**Saved entries:**
· · ·
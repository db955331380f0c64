//! In-memory [`ObjectStore`] for tests which need to control and inspect what object storage does
use bytes::{Bytes, BytesMut};
use std::collections::{BTreeMap, HashMap};
use std::sync::{Arc, Mutex, MutexGuard};
use std::time::Duration;
use tokio::sync::watch;
use tuscache::{ObjectStore, PartRecord, TusCacheError, INCOMPLETE_PART_PREFIX};

#[derive(Debug, Default)]
struct MultipartUpload {
    key: String,
    parts: BTreeMap<u32, Bytes>,
}

#[derive(Debug, Default)]
struct State {
    objects: HashMap<String, Bytes>,
    incomplete_parts: HashMap<String, Bytes>,

    /// Open multipart uploads, keyed by upload ID
    uploads: HashMap<String, MultipartUpload>,
    uploads_created: usize,
    aborted_keys: Vec<String>,

    /// Part numbers passed to each completed multipart upload, by key
    completed_parts: HashMap<String, Vec<u32>>,

    /// Sizes of those parts, in the same order
    completed_part_sizes: HashMap<String, Vec<u64>>,

    fail_part_uploads: usize,
    fail_completions: usize,
    fail_incomplete_puts: usize,
    fail_incomplete_deletes: usize,

    /// Part uploads currently in flight, by key
    in_flight: HashMap<String, usize>,
    max_in_flight: usize,

    part_latency: Option<Duration>,
}

/// An [`ObjectStore`] which keeps everything in memory.
///
/// Besides storing things, it can be told to fail operations, to delay or hold part uploads, and
/// it records enough about what was done to it that tests can check the cache behaved.
#[derive(Clone, Debug)]
pub struct MemoryStore {
    state: Arc<Mutex<State>>,
    hold: Arc<watch::Sender<bool>>,
}

impl Default for MemoryStore {
    fn default() -> Self {
        Self::new()
    }
}

impl MemoryStore {
    pub fn new() -> Self {
        let (hold, _) = watch::channel(false);

        Self {
            state: Default::default(),
            hold: Arc::new(hold),
        }
    }

    fn state(&self) -> MutexGuard<'_, State> {
        self.state.lock().unwrap()
    }

    /// Fail the next `count` part uploads
    pub fn fail_part_uploads(&self, count: usize) {
        self.state().fail_part_uploads = count;
    }

    /// Fail the next `count` attempts to complete a multipart upload
    pub fn fail_completions(&self, count: usize) {
        self.state().fail_completions = count;
    }

    /// Fail the next `count` attempts to store an incomplete part
    pub fn fail_incomplete_puts(&self, count: usize) {
        self.state().fail_incomplete_puts = count;
    }

    /// Fail the next `count` attempts to delete an incomplete part
    pub fn fail_incomplete_deletes(&self, count: usize) {
        self.state().fail_incomplete_deletes = count;
    }

    /// Make every part upload take at least this long
    pub fn set_part_latency(&self, latency: Duration) {
        self.state().part_latency = Some(latency);
    }

    /// Make part uploads wait until [`Self::release_uploads`] is called
    pub fn hold_uploads(&self) {
        self.hold.send_replace(true);
    }

    pub fn release_uploads(&self) {
        self.hold.send_replace(false);
    }

    /// The contents of a completed object
    pub fn object(&self, key: &str) -> Option<Bytes> {
        self.state().objects.get(key).cloned()
    }

    pub fn incomplete_part(&self, key: &str) -> Option<Bytes> {
        self.state().incomplete_parts.get(key).cloned()
    }

    /// Keys of multipart uploads that are neither completed nor aborted
    pub fn open_uploads(&self) -> Vec<String> {
        let mut keys = self
            .state()
            .uploads
            .values()
            .map(|upload| upload.key.clone())
            .collect::<Vec<_>>();
        keys.sort();
        keys
    }

    /// Number of parts uploaded so far to the open multipart upload of `key`
    pub fn uploaded_parts(&self, key: &str) -> usize {
        self.state()
            .uploads
            .values()
            .filter(|upload| upload.key == key)
            .map(|upload| upload.parts.len())
            .sum()
    }

    pub fn uploads_created(&self) -> usize {
        self.state().uploads_created
    }

    pub fn aborted_keys(&self) -> Vec<String> {
        self.state().aborted_keys.clone()
    }

    /// Part numbers the multipart upload of `key` was completed with
    pub fn completed_part_numbers(&self, key: &str) -> Option<Vec<u32>> {
        self.state().completed_parts.get(key).cloned()
    }

    /// Sizes of the parts the multipart upload of `key` was completed with
    pub fn completed_part_sizes(&self, key: &str) -> Option<Vec<u64>> {
        self.state().completed_part_sizes.get(key).cloned()
    }

    /// The most part uploads that were ever in flight at once for a single key
    pub fn max_concurrent_part_uploads(&self) -> usize {
        self.state().max_in_flight
    }

    async fn wait_for_release(&self) {
        let mut hold = self.hold.subscribe();

        // The sender lives as long as `self`, so this can't fail
        let _ = hold.wait_for(|held| !held).await;
    }

    fn upload_not_found(key: &str, upload_id: &str) -> TusCacheError {
        TusCacheError::MultipartUploadNotFound {
            key: key.to_string(),
            upload_id: upload_id.to_string(),
        }
    }
}

fn injected_failure(key: &str) -> TusCacheError {
    TusCacheError::ObjectStore {
        key: key.to_string(),
        source: "injected failure".into(),
    }
}

/// Consume one of the remaining injected failures, if there are any
fn take_failure(remaining: &mut usize) -> bool {
    if *remaining > 0 {
        *remaining -= 1;
        true
    } else {
        false
    }
}

#[async_trait::async_trait]
impl ObjectStore for MemoryStore {
    async fn create_multipart_upload(&self, key: &str) -> tuscache::Result<String> {
        let mut state = self.state();
        state.uploads_created += 1;

        let upload_id = format!("upload-{}-{}", state.uploads_created, key);
        state.uploads.insert(
            upload_id.clone(),
            MultipartUpload {
                key: key.to_string(),
                parts: BTreeMap::new(),
            },
        );

        Ok(upload_id)
    }

    async fn upload_part(
        &self,
        key: &str,
        upload_id: &str,
        part_number: u32,
        data: Bytes,
    ) -> tuscache::Result<PartRecord> {
        let latency = {
            let mut state = self.state();
            let in_flight = state.in_flight.entry(key.to_string()).or_default();
            *in_flight += 1;
            let in_flight = *in_flight;
            state.max_in_flight = state.max_in_flight.max(in_flight);
            state.part_latency
        };

        self.wait_for_release().await;
        if let Some(latency) = latency {
            tokio::time::sleep(latency).await;
        }

        let mut state = self.state();
        if let Some(in_flight) = state.in_flight.get_mut(key) {
            *in_flight -= 1;
        }

        if take_failure(&mut state.fail_part_uploads) {
            return Err(injected_failure(key));
        }

        let upload = state
            .uploads
            .get_mut(upload_id)
            .ok_or_else(|| Self::upload_not_found(key, upload_id))?;
        let size = data.len() as u64;
        upload.parts.insert(part_number, data);

        Ok(PartRecord {
            part_number,
            size,
            e_tag: format!("\"etag-{part_number}\""),
        })
    }

    async fn list_parts(&self, key: &str, upload_id: &str) -> tuscache::Result<Vec<PartRecord>> {
        let state = self.state();
        let upload = state
            .uploads
            .get(upload_id)
            .ok_or_else(|| Self::upload_not_found(key, upload_id))?;

        Ok(upload
            .parts
            .iter()
            .map(|(part_number, data)| PartRecord {
                part_number: *part_number,
                size: data.len() as u64,
                e_tag: format!("\"etag-{part_number}\""),
            })
            .collect())
    }

    async fn complete_multipart_upload(
        &self,
        key: &str,
        upload_id: &str,
        parts: Vec<PartRecord>,
    ) -> tuscache::Result<()> {
        let mut state = self.state();

        if take_failure(&mut state.fail_completions) {
            return Err(injected_failure(key));
        }

        let upload = state
            .uploads
            .remove(upload_id)
            .ok_or_else(|| Self::upload_not_found(key, upload_id))?;

        let mut object = BytesMut::new();
        let mut sizes = Vec::with_capacity(parts.len());
        for part in &parts {
            let data = upload.parts.get(&part.part_number).ok_or_else(|| {
                TusCacheError::ObjectStore {
                    key: key.to_string(),
                    source: format!("part {} was never uploaded", part.part_number).into(),
                }
            })?;
            object.extend_from_slice(data);
            sizes.push(data.len() as u64);
        }

        state.objects.insert(key.to_string(), object.freeze());
        state.completed_parts.insert(
            key.to_string(),
            parts.iter().map(|part| part.part_number).collect(),
        );
        state.completed_part_sizes.insert(key.to_string(), sizes);

        Ok(())
    }

    async fn abort_multipart_upload(&self, key: &str, upload_id: &str) -> tuscache::Result<()> {
        let mut state = self.state();

        state
            .uploads
            .remove(upload_id)
            .ok_or_else(|| Self::upload_not_found(key, upload_id))?;
        state.aborted_keys.push(key.to_string());

        Ok(())
    }

    async fn put_incomplete_part(&self, key: &str, data: Bytes) -> tuscache::Result<()> {
        let mut state = self.state();

        if take_failure(&mut state.fail_incomplete_puts) {
            return Err(injected_failure(key));
        }

        state.incomplete_parts.insert(key.to_string(), data);

        Ok(())
    }

    async fn get_incomplete_part(&self, key: &str) -> tuscache::Result<Option<Bytes>> {
        Ok(self.state().incomplete_parts.get(key).cloned())
    }

    async fn delete_incomplete_part(&self, key: &str) -> tuscache::Result<()> {
        let mut state = self.state();

        if take_failure(&mut state.fail_incomplete_deletes) {
            return Err(injected_failure(key));
        }

        state.incomplete_parts.remove(key);

        Ok(())
    }

    async fn put_object(&self, key: &str, data: Bytes) -> tuscache::Result<()> {
        self.state().objects.insert(key.to_string(), data);

        Ok(())
    }

    async fn get_object(&self, key: &str) -> tuscache::Result<Option<Bytes>> {
        Ok(self.object(key))
    }

    async fn delete_object(&self, key: &str) -> tuscache::Result<()> {
        self.state().objects.remove(key);

        Ok(())
    }

    /// Reserves the same keys as [`tuscache::S3Store`]
    fn is_reserved_key(&self, key: &str) -> bool {
        key.starts_with(INCOMPLETE_PART_PREFIX)
    }
}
· · ·
**WHAT IS BEING ASKED:**
Retype exactly the lines from the first line of the records above through the line containing "flight, by key", both included, and nothing else.

**ANSWER TO THE PROBLEM:**
repository db955331380f0c64
//! In-memory [`ObjectStore`] for tests which need to control and inspect what object storage does
use bytes::{Bytes, BytesMut};
use std::collections::{BTreeMap, HashMap};
use std::sync::{Arc, Mutex, MutexGuard};
use std::time::Duration;
use tokio::sync::watch;
use tuscache::{ObjectStore, PartRecord, TusCacheError, INCOMPLETE_PART_PREFIX};

#[derive(Debug, Default)]
struct MultipartUpload {
    key: String,
    parts: BTreeMap<u32, Bytes>,
}

#[derive(Debug, Default)]
struct State {
    objects: HashMap<String, Bytes>,
    incomplete_parts: HashMap<String, Bytes>,

    /// Open multipart uploads, keyed by upload ID
    uploads: HashMap<String, MultipartUpload>,
    uploads_created: usize,
    aborted_keys: Vec<String>,

    /// Part numbers passed to each completed multipart upload, by key
    completed_parts: HashMap<String, Vec<u32>>,

    /// Sizes of those parts, in the same order
    completed_part_sizes: HashMap<String, Vec<u64>>,

    fail_part_uploads: usize,
    fail_completions: usize,
    fail_incomplete_puts: usize,
    fail_incomplete_deletes: usize,

    /// Part uploads currently in flight, by key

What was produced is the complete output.